**Task statement:**
Print, exactly as written, every line from the first line of the records below through the line containing "professional, factual language.", and nothing further.

**Source records:**
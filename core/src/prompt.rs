//! Prompt construction and the deterministic template explanation.

use std::fmt;
use std::fmt::Write as _;

use serde::{Deserialize, Serialize};

use crate::conversation::Turn;
use crate::extractor::Entities;
use crate::policy_core::{Decision, DecisionStatus};

/// Reply to an empty question; no provider is called.
pub const EMPTY_QUESTION_REPLY: &str = "Please provide a question about product compliance.";

/// Who is asking; selects the tone of the explanation.
#[derive(Debug, Clone, Copy, Default, PartialEq, Eq, Hash, Serialize, Deserialize)]
#[serde(rename_all = "lowercase")]
pub enum Role {
    /// Marketplace seller (default).
    #[default]
    Seller,
    /// Marketplace administrator.
    Admin,
    /// Legal reviewer.
    Legal,
}

impl Role {
    /// Parses a role name. Unknown names map to `Seller`.
    #[must_use]
    pub fn parse(raw: &str) -> Self {
        match raw.trim().to_ascii_lowercase().as_str() {
            "admin" => Self::Admin,
            "legal" => Self::Legal,
            _ => Self::Seller,
        }
    }

    /// Lowercase role name.
    #[must_use]
    pub const fn as_str(&self) -> &'static str {
        match self {
            Self::Seller => "seller",
            Self::Admin => "admin",
            Self::Legal => "legal",
        }
    }

    const fn tone(self) -> &'static str {
        match self {
            Self::Seller => {
                "Use friendly, supportive, and encouraging language. Be helpful and clear. \
                 Avoid legal threats or overly technical jargon. Make the seller feel supported."
            }
            Self::Admin => "Use professional, factual language. Be direct and comprehensive.",
            Self::Legal => {
                "Use strict, precise legal and policy language. Reference specific policies where applicable."
            }
        }
    }
}

impl fmt::Display for Role {
    fn fmt(&self, f: &mut fmt::Formatter<'_>) -> fmt::Result {
        f.write_str(self.as_str())
    }
}

fn join(set: &std::collections::BTreeSet<String>) -> String {
    set.iter().map(String::as_str).collect::<Vec<_>>().join(", ")
}

/// Builds the provider prompt for an already-final decision.
#[must_use]
pub fn build_prompt(question: &str, decision: &Decision, entities: &Entities, role: Role, history: &[Turn]) -> String {
    let mut prompt = String::with_capacity(1_024);
    prompt.push_str("You are a helpful compliance assistant for marketplace sellers.\n");
    prompt.push_str(role.tone());
    prompt.push_str("\n\n");

    if !history.is_empty() {
        prompt.push_str("Earlier in this conversation:\n");
        for turn in history {
            let _ = writeln!(
                prompt,
                "- Q: {}\n  Decision: {}\n  A: {}",
                turn.question, turn.decision.status, turn.explanation
            );
        }
        prompt.push('\n');
    }

    let _ = writeln!(prompt, "The user asked: \"{}\"", question.trim());
    if !entities.brands.is_empty() {
        let _ = writeln!(prompt, "Brand detected: {}.", join(&entities.brands));
    }
    if !entities.products.is_empty() {
        let _ = writeln!(prompt, "Product detected: {}.", join(&entities.products));
    }
    if !entities.categories.is_empty() {
        let _ = writeln!(prompt, "Category detected: {}.", join(&entities.categories));
    }
    if !entities.countries.is_empty() {
        let _ = writeln!(prompt, "Country: {}.", join(&entities.countries));
    }

    let _ = write!(
        prompt,
        "\nCompliance Decision: {}\nPolicy Reason: {}\n\n\
         Provide a clear, helpful response that:\n\
         1. Clearly states whether the product can be listed or not\n\
         2. Explains the policy reason in simple terms\n\
         3. If restricted, explains what would be needed to comply\n\
         4. Offers helpful next steps if applicable\n\n\
         Keep your response concise but complete. The decision above is final; do not change it. \
         Do not invent policies or rules.",
        decision.status, decision.reason
    );
    prompt
}

/// Explanation built only from the decision, used when every provider
/// failed or none is configured.
#[must_use]
pub fn template_explanation(decision: &Decision, entities: &Entities) -> String {
    let reason = &decision.reason;
    let mut text = match decision.status {
        DecisionStatus::Allowed => format!("Great news! You can list this item. {reason}"),
        DecisionStatus::Restricted => format!("This item has some restrictions. {reason}"),
        DecisionStatus::Prohibited => format!("Unfortunately, this item cannot be listed. {reason}"),
        DecisionStatus::Blocked => format!("This listing is blocked. {reason}"),
    };

    let brand = decision
        .matched_brands()
        .next()
        .map(str::to_string)
        .or_else(|| entities.brands.iter().next().cloned());
    if let Some(brand) = brand {
        match decision.status {
            DecisionStatus::Restricted => {
                let _ = write!(text, " To sell {brand} products, you would need to become an authorized reseller.");
            }
            DecisionStatus::Blocked => {
                let _ = write!(text, " Items related to {brand} cannot be listed due to policy violations.");
            }
            DecisionStatus::Allowed | DecisionStatus::Prohibited => {}
        }
    }
    text
}

#[cfg(test)]
mod tests {
    use super::*;
    use crate::policy_store::{PolicyRule, RestrictedBrand, RuleStatus};
    use std::time::Instant;

    fn restricted_nike() -> Decision {
        Decision {
            status: DecisionStatus::Restricted,
            matched_rules: vec![PolicyRule::RestrictedBrand(RestrictedBrand {
                brand: "Nike".into(),
                category: None,
                country: Some("NG".into()),
                status: RuleStatus::Restricted,
                condition: None,
            })],
            reason: "Brand 'Nike' is restricted in NG. Authorization required".into(),
            snapshot_version: 2,
        }
    }

    #[test]
    fn role_parse_defaults_to_seller() {
        assert_eq!(Role::parse("ADMIN"), Role::Admin);
        assert_eq!(Role::parse("legal"), Role::Legal);
        assert_eq!(Role::parse("buyer"), Role::Seller);
    }

    #[test]
    fn prompt_carries_decision_and_context() {
        let mut entities = Entities::default();
        entities.brands.insert("nike".into());
        entities.countries.insert("NG".into());
        let history = vec![Turn {
            question: "Can I sell Adidas?".into(),
            decision: Decision::allowed(2),
            explanation: "Yes.".into(),
            at: Instant::now(),
        }];

        let prompt = build_prompt("Can I sell Nike in Nigeria?", &restricted_nike(), &entities, Role::Legal, &history);
        assert!(prompt.contains("Compliance Decision: Restricted"));
        assert!(prompt.contains("Policy Reason: Brand 'Nike' is restricted in NG."));
        assert!(prompt.contains("Country: NG."));
        assert!(prompt.contains("Q: Can I sell Adidas?"));
        assert!(prompt.contains("precise legal"));
        assert!(prompt.contains("Do not invent policies or rules."));
    }

    #[test]
    fn template_adds_brand_guidance() {
        let text = template_explanation(&restricted_nike(), &Entities::default());
        assert_eq!(
            text,
            "This item has some restrictions. Brand 'Nike' is restricted in NG. Authorization required \
             To sell Nike products, you would need to become an authorized reseller."
        );
    }

    #[test]
    fn template_for_allowed_has_no_guidance() {
        let text = template_explanation(&Decision::allowed(1), &Entities::default());
        assert!(text.starts_with("Great news! You can list this item. No policy violations found."));
    }
}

**Response box:**
filename core/src/prompt.rs
//! Prompt construction and the deterministic template explanation.

use std::fmt;
use std::fmt::Write as _;

use serde::{Deserialize, Serialize};

use crate::conversation::Turn;
use crate::extractor::Entities;
use crate::policy_core::{Decision, DecisionStatus};

/// Reply to an empty question; no provider is called.
pub const EMPTY_QUESTION_REPLY: &str = "Please provide a question about product compliance.";

/// Who is asking; selects the tone of the explanation.
#[derive(Debug, Clone, Copy, Default, PartialEq, Eq, Hash, Serialize, Deserialize)]
#[serde(rename_all = "lowercase")]
pub enum Role {
    /// Marketplace seller (default).
    #[default]
    Seller,
    /// Marketplace administrator.
    Admin,
    /// Legal reviewer.
    Legal,
}

impl Role {
    /// Parses a role name. Unknown names map to `Seller`.
    #[must_use]
    pub fn parse(raw: &str) -> Self {
        match raw.trim().to_ascii_lowercase().as_str() {
            "admin" => Self::Admin,
            "legal" => Self::Legal,
            _ => Self::Seller,
        }
    }

    /// Lowercase role name.
    #[must_use]
    pub const fn as_str(&self) -> &'static str {
        match self {
            Self::Seller => "seller",
            Self::Admin => "admin",
            Self::Legal => "legal",
        }
    }

    const fn tone(self) -> &'static str {
        match self {
            Self::Seller => {
                "Use friendly, supportive, and encouraging language. Be helpful and clear. \
                 Avoid legal threats or overly technical jargon. Make the seller feel supported."
            }
            Self::Admin => "Use professional, factual language. Be direct and comprehensive.",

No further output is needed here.